* Exercise:
Reproduce, without any change, the span of lines from the opening of the records below to the line containing "use sea_orm::DatabaseConnection;", inclusive.

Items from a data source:
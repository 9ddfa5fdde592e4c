pub mod poll;
pub mod poll_option;
pub mod poll_vote;
pub mod prelude;
use std::sync::Arc;
use std::sync::atomic::{AtomicU64, Ordering};
use std::time::{Duration, Instant};

use moka::future::Cache;
use sea_orm::DatabaseConnection;

use crate::config::CacheConfig;
use crate::models::poll::PollResults;
use crate::polls::PollService;

#[derive(Clone)]
pub struct AppState {
    pub database: DatabaseConnection,
    pub polls: PollService,
    pub cache: Arc<ApiCache>,
    pub start_time: Instant,
}

impl AppState {
    pub fn new(database: DatabaseConnection, polls: PollService, cache: Arc<ApiCache>) -> Self {
        assert!(
            cache.results_capacity >= 16,
            "Results cache capacity must be configured"
        );
        Self {
            database,
            polls,
            cache,
            start_time: Instant::now(),
        }
    }
}

pub struct ApiCache {
    /// Tallies keyed by poll id. Dropped whenever the poll's votes or options change.
    pub results: Cache<i32, Arc<PollResults>>,
    pub results_capacity: u64,
    /// Bumped on every invalidation. A tally computed under an older
    /// generation must not stay cached.
    results_generation: AtomicU64,
}

impl ApiCache {
    pub fn new(config: &CacheConfig) -> Self {
        assert!(
            config.results_max_capacity >= 16,
            "Results cache capacity threshold"
        );

        let results = Cache::builder()
            .max_capacity(config.results_max_capacity)
            .time_to_live(config.results_ttl())
            .time_to_idle(Duration::from_secs(config.results_ttl_seconds / 2 + 1))
            .build();

        Self {
            results,
            results_capacity: config.results_max_capacity,
            results_generation: AtomicU64::new(0),
        }
    }

    /// Read before computing a tally that will be passed to `store_results`.
    pub fn results_generation(&self) -> u64 {
        self.results_generation.load(Ordering::SeqCst)
    }

    /// Caches `results` computed under `generation`.
    ///
    /// The entry is dropped again when an invalidation raced with the
    /// computation; the next read then goes to the database.
    pub async fn store_results(&self, poll_id: i32, generation: u64, results: Arc<PollResults>) {
        if self.results_generation() != generation {
            return;
        }
        self.results.insert(poll_id, results).await;
        if self.results_generation() != generation {
            self.results.invalidate(&poll_id).await;
        }
    }

    pub async fn invalidate_results(&self, poll_id: i32) {
        self.results_generation.fetch_add(1, Ordering::SeqCst);
        self.results.invalidate(&poll_id).await;
    }
}

#[cfg(test)]
mod tests {
    use super::*;

    fn cache() -> ApiCache {
        ApiCache::new(&CacheConfig {
            results_max_capacity: 64,
            results_ttl_seconds: 60,
        })
    }

    fn results(poll_id: i32, total_votes: i64) -> Arc<PollResults> {
        Arc::new(PollResults {
            poll_id,
            options: Vec::new(),
            total_votes,
        })
    }

    #[tokio::test]
    async fn results_from_current_generation_are_cached() {
        let cache = cache();
        let generation = cache.results_generation();
        cache.store_results(3, generation, results(3, 2)).await;

        let cached = cache.results.get(&3).await.expect("entry cached");
        assert_eq!(cached.total_votes, 2);
    }

    #[tokio::test]
    async fn invalidation_rejects_tallies_computed_earlier() {
        let cache = cache();
        let stale = cache.results_generation();

        cache.invalidate_results(3).await;
        let fresh = cache.results_generation();
        assert_ne!(stale, fresh);
        cache.store_results(3, fresh, results(3, 1)).await;
        cache.store_results(3, stale, results(3, 0)).await;

        let cached = cache.results.get(&3).await.expect("fresh entry kept");
        assert_eq!(cached.total_votes, 1);
    }
}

* Finished task:
repository 9ddfa5fdde592e4c
pub mod poll;
pub mod poll_option;
pub mod poll_vote;
pub mod prelude;
use std::sync::Arc;
use std::sync::atomic::{AtomicU64, Ordering};
use std::time::{Duration, Instant};

use moka::future::Cache;
use sea_orm::DatabaseConnection;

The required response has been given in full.